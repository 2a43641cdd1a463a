//! Headless sandbox that flies a camera over a voxel world and digs with raycasts.
//!
//! Configuration is loaded from `config.ron` and can be overridden via CLI flags.
//! Run with `cargo run -p cubecast-demo -- --frames 600 --reach 4`.

mod camera;
mod input;
mod script;
mod session;

use std::process::ExitCode;

use clap::Parser;
use cubecast_config::{CliArgs, Config, ConfigError, default_config_dir};
use cubecast_voxel::WorldError;
use thiserror::Error;
use tracing::info;

use crate::script::scripted_frame;
use crate::session::{Session, SessionStats};

#[derive(Debug, Error)]
enum DemoError {
    #[error("invalid configuration: {0}")]
    Config(#[from] ConfigError),
    #[error("failed to build world: {0}")]
    World(#[from] WorldError),
}

fn run(config: &Config, frames: u32) -> Result<SessionStats, DemoError> {
    config.validate()?;
    let mut session = Session::from_config(config)?;
    info!(
        "Starting session: {} chunks, reach {}, camera at {}",
        session.world().chunk_count(),
        config.raycast.reach,
        session.camera().position
    );

    for frame in 0..frames {
        let report = session.update(&scripted_frame(frame));
        if let Some(cell) = report.removed {
            info!("Frame {frame}: dug {cell} at distance {:.2}", report.target.distance);
        }
        if let Some(cell) = report.placed {
            info!("Frame {frame}: placed {cell}");
        }
    }

    let stats = session.stats();
    let solid: usize = session
        .world()
        .iter()
        .map(|(_, chunk)| chunk.solid_count())
        .sum();
    info!(
        "Session finished: {} frames, {} removed, {} placed, {} rejected",
        stats.frames, stats.removed, stats.placed, stats.rejected
    );
    info!(
        "Camera at {} (yaw {:.1}, pitch {:.1}); {} solid blocks in {} dirty chunks",
        session.camera().position,
        session.camera().yaw,
        session.camera().pitch,
        solid,
        session.world().dirty_chunks().count()
    );
    Ok(stats)
}

fn main() -> ExitCode {
    let args = CliArgs::parse();

    let config_dir = args.config.clone().unwrap_or_else(default_config_dir);

    // Load or create config, then apply CLI overrides
    let mut config = Config::load_or_create(&config_dir).unwrap_or_else(|e| {
        eprintln!("Failed to load config: {e}, using defaults");
        Config::default()
    });
    config.apply_cli_overrides(&args);

    let log_dir = config_dir.join("logs");
    if let Err(e) =
        cubecast_log::init_logging(Some(&log_dir), cfg!(debug_assertions), Some(&config))
    {
        eprintln!("Failed to initialize logging: {e}");
    }

    match run(&config, args.frames) {
        Ok(_) => ExitCode::SUCCESS,
        Err(e) => {
            tracing::error!("{e}");
            ExitCode::FAILURE
        }
    }
}
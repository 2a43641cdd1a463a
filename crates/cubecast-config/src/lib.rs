//! Configuration for the cubecast sandbox.
//!
//! Settings persist to disk as RON, can be overridden from the command line
//! via clap, and support hot-reload detection.

mod cli;
mod config;
mod error;

pub use cli::{CliArgs, PresetArg};
pub use config::{
    CameraConfig, Config, DebugConfig, RaycastConfig, WorldConfig, default_config_dir,
};
pub use error::ConfigError;
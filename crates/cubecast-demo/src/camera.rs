//! Free-flying first-person camera.

use cubecast_config::CameraConfig;
use cubecast_math::Vec3f;
use cubecast_raycast::Ray;

use crate::input::{Action, ActionState};

/// Pitch is clamped to this many degrees either side of the horizon.
pub const PITCH_LIMIT: f32 = 89.0;

/// Noclip camera driven by yaw/pitch angles in degrees.
///
/// Yaw -90 with pitch 0 looks down -Z. Forward/back movement stays in the
/// horizontal plane; up/down moves along world Y.
#[derive(Clone, Debug, PartialEq)]
pub struct FlyCamera {
    pub position: Vec3f,
    pub yaw: f32,
    pub pitch: f32,
    /// Blocks per second.
    pub speed: f32,
    /// Degrees per unit of pointer motion.
    pub mouse_sensitivity: f32,
}

impl Default for FlyCamera {
    fn default() -> Self {
        Self::from_config(&CameraConfig::default())
    }
}

impl FlyCamera {
    pub fn from_config(config: &CameraConfig) -> Self {
        Self {
            position: config.start_position,
            yaw: config.start_yaw,
            pitch: config.start_pitch.clamp(-PITCH_LIMIT, PITCH_LIMIT),
            speed: config.speed,
            mouse_sensitivity: config.mouse_sensitivity,
        }
    }

    /// Unit view direction.
    pub fn view_dir(&self) -> Vec3f {
        let (yaw, pitch) = (self.yaw.to_radians(), self.pitch.to_radians());
        Vec3f::new(yaw.cos() * pitch.cos(), pitch.sin(), yaw.sin() * pitch.cos()).normalize()
    }

    /// View direction flattened onto the horizontal plane.
    pub fn move_dir(&self) -> Vec3f {
        let mut dir = self.view_dir();
        dir.y = 0.0;
        dir.normalize()
    }

    /// Horizontal right vector.
    pub fn right(&self) -> Vec3f {
        self.move_dir().cross(Vec3f::Y)
    }

    /// Turns by pointer motion; moving the pointer up raises the pitch.
    pub fn look(&mut self, dx: f32, dy: f32) {
        self.yaw += dx * self.mouse_sensitivity;
        self.pitch = (self.pitch - dy * self.mouse_sensitivity).clamp(-PITCH_LIMIT, PITCH_LIMIT);
    }

    /// Applies every held movement action for `dt` seconds.
    ///
    /// Each action moves the full `speed * dt`; diagonals are not normalized.
    pub fn fly(&mut self, actions: &ActionState, dt: f32) {
        let step = self.speed * dt;
        let forward = self.move_dir();
        let right = self.right();

        let moves = [
            (Action::Forward, forward),
            (Action::Back, -forward),
            (Action::Right, right),
            (Action::Left, -right),
            (Action::Up, Vec3f::Y),
            (Action::Down, Vec3f::NEG_Y),
        ];
        for (action, dir) in moves {
            if actions.is_pressed(action) {
                self.position += dir * step;
            }
        }
    }

    /// Targeting ray from the eye along the view direction.
    pub fn ray(&self, reach: f32) -> Ray {
        Ray::new(self.position, self.view_dir(), reach)
    }
}
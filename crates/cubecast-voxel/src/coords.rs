//! Mapping between world block coordinates, chunk coordinates, and in-chunk indices.
//!
//! All divisions round toward negative infinity, so block `-1` lives in chunk
//! `-1` at local offset `CHUNK_DIM - 1`, not in chunk `0`.

use std::fmt;

use glam::{IVec3, UVec3};
use serde::{Deserialize, Serialize};

/// log₂ of the chunk side length.
pub const CHUNK_DIM_LOG2: u32 = 4;

/// Side length of a chunk in blocks.
pub const CHUNK_DIM: i32 = 1 << CHUNK_DIM_LOG2;

/// Total number of blocks in a chunk (16³).
pub const CHUNK_VOLUME: usize = (CHUNK_DIM * CHUNK_DIM * CHUNK_DIM) as usize;

/// Identifies a chunk's position in chunk-index space.
///
/// A chunk coordinate is the block coordinate floor-divided by [`CHUNK_DIM`]
/// on each axis.
#[derive(Clone, Copy, Debug, PartialEq, Eq, Hash, PartialOrd, Ord, Default, Serialize, Deserialize)]
pub struct ChunkCoord {
    /// Chunk-grid X coordinate.
    pub x: i32,
    /// Chunk-grid Y coordinate.
    pub y: i32,
    /// Chunk-grid Z coordinate.
    pub z: i32,
}

impl ChunkCoord {
    /// Creates a new chunk coordinate.
    pub const fn new(x: i32, y: i32, z: i32) -> Self {
        Self { x, y, z }
    }

    /// World block coordinate of this chunk's local `(0, 0, 0)` corner.
    pub fn origin_block(self) -> IVec3 {
        IVec3::new(self.x, self.y, self.z) * CHUNK_DIM
    }

    /// Returns `true` if `block` maps into this chunk.
    pub fn contains_block(self, block: IVec3) -> bool {
        chunk_coord_of(block) == self
    }
}

impl fmt::Display for ChunkCoord {
    fn fmt(&self, f: &mut fmt::Formatter<'_>) -> fmt::Result {
        write!(f, "chunk({}, {}, {})", self.x, self.y, self.z)
    }
}

/// Chunk coordinate of the chunk containing `block`.
///
/// Euclidean division floors toward negative infinity, matching an arithmetic
/// right shift by [`CHUNK_DIM_LOG2`] on two's-complement integers.
pub fn chunk_coord_of(block: IVec3) -> ChunkCoord {
    ChunkCoord::new(
        block.x.div_euclid(CHUNK_DIM),
        block.y.div_euclid(CHUNK_DIM),
        block.z.div_euclid(CHUNK_DIM),
    )
}

/// In-chunk coordinates of `block`, each in `[0, CHUNK_DIM)`.
pub fn local_coords_of(block: IVec3) -> UVec3 {
    UVec3::new(
        block.x.rem_euclid(CHUNK_DIM) as u32,
        block.y.rem_euclid(CHUNK_DIM) as u32,
        block.z.rem_euclid(CHUNK_DIM) as u32,
    )
}

/// Flat index of `block` inside its chunk: `z * DIM² + y * DIM + x`.
///
/// Always in `[0, CHUNK_VOLUME)`.
pub fn local_index_of(block: IVec3) -> usize {
    let local = local_coords_of(block);
    let dim = CHUNK_DIM as usize;
    local.z as usize * dim * dim + local.y as usize * dim + local.x as usize
}

/// Inverse of [`local_index_of`] for a given index.
pub(crate) fn local_coords_from_index(index: usize) -> UVec3 {
    let dim = CHUNK_DIM as usize;
    UVec3::new(
        (index % dim) as u32,
        ((index / dim) % dim) as u32,
        (index / (dim * dim)) as u32,
    )
}

#[cfg(test)]
mod tests {
    use super::*;

    #[test]
    fn test_chunk_dim_constants() {
        assert_eq!(CHUNK_DIM, 16);
        assert_eq!(CHUNK_VOLUME, 4096);
    }

    #[test]
    fn test_negative_one_maps_to_negative_chunk() {
        let block = IVec3::new(-1, -1, -1);
        assert_eq!(chunk_coord_of(block), ChunkCoord::new(-1, -1, -1));
        assert_eq!(local_coords_of(block), UVec3::new(15, 15, 15));
        assert_eq!(local_index_of(block), 15 * 256 + 15 * 16 + 15);
    }

    #[test]
    fn test_floor_division_matches_arithmetic_shift() {
        for v in -100..100 {
            let block = IVec3::new(v, -v, v * 3);
            let coord = chunk_coord_of(block);
            assert_eq!(coord.x, block.x >> CHUNK_DIM_LOG2);
            assert_eq!(coord.y, block.y >> CHUNK_DIM_LOG2);
            assert_eq!(coord.z, block.z >> CHUNK_DIM_LOG2);

            let local = local_coords_of(block);
            assert_eq!(local.x as i32, block.x & (CHUNK_DIM - 1));
            assert_eq!(local.y as i32, block.y & (CHUNK_DIM - 1));
        }
    }

    #[test]
    fn test_chunk_boundaries() {
        assert_eq!(chunk_coord_of(IVec3::new(15, 0, 0)).x, 0);
        assert_eq!(chunk_coord_of(IVec3::new(16, 0, 0)).x, 1);
        assert_eq!(chunk_coord_of(IVec3::new(-16, 0, 0)).x, -1);
        assert_eq!(chunk_coord_of(IVec3::new(-17, 0, 0)).x, -2);
    }

    #[test]
    fn test_local_index_layout() {
        assert_eq!(local_index_of(IVec3::new(1, 0, 0)), 1);
        assert_eq!(local_index_of(IVec3::new(0, 1, 0)), 16);
        assert_eq!(local_index_of(IVec3::new(0, 0, 1)), 256);
        assert_eq!(local_index_of(IVec3::new(17, 33, 49)), 256 + 16 + 1);
    }

    #[test]
    fn test_index_roundtrip_covers_volume() {
        for index in 0..CHUNK_VOLUME {
            let local = local_coords_from_index(index);
            assert_eq!(local_index_of(local.as_ivec3()), index);
        }
    }

    #[test]
    fn test_origin_block_maps_back() {
        let coord = ChunkCoord::new(-1, 0, 2);
        let origin = coord.origin_block();
        assert_eq!(origin, IVec3::new(-16, 0, 32));
        assert!(coord.contains_block(origin));
        assert!(coord.contains_block(origin + IVec3::splat(CHUNK_DIM - 1)));
        assert!(!coord.contains_block(origin - IVec3::X));
    }
}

#####

[Assignment]:
What you return must be an exact retyping of the lines above starting at the line with "let block = IVec3::new(-1, -1, -1);" and ending at the line with "assert_eq!(coord.z, block.z >>", and nothing besides.

[Exercise solution]:
        let block = IVec3::new(-1, -1, -1);
        assert_eq!(chunk_coord_of(block), ChunkCoord::new(-1, -1, -1));
        assert_eq!(local_coords_of(block), UVec3::new(15, 15, 15));
        assert_eq!(local_index_of(block), 15 * 256 + 15 * 16 + 15);
    }

    #[test]
    fn test_floor_division_matches_arithmetic_shift() {
        for v in -100..100 {
            let block = IVec3::new(v, -v, v * 3);
            let coord = chunk_coord_of(block);
            assert_eq!(coord.x, block.x >> CHUNK_DIM_LOG2);
            assert_eq!(coord.y, block.y >> CHUNK_DIM_LOG2);
            assert_eq!(coord.z, block.z >> CHUNK_DIM_LOG2);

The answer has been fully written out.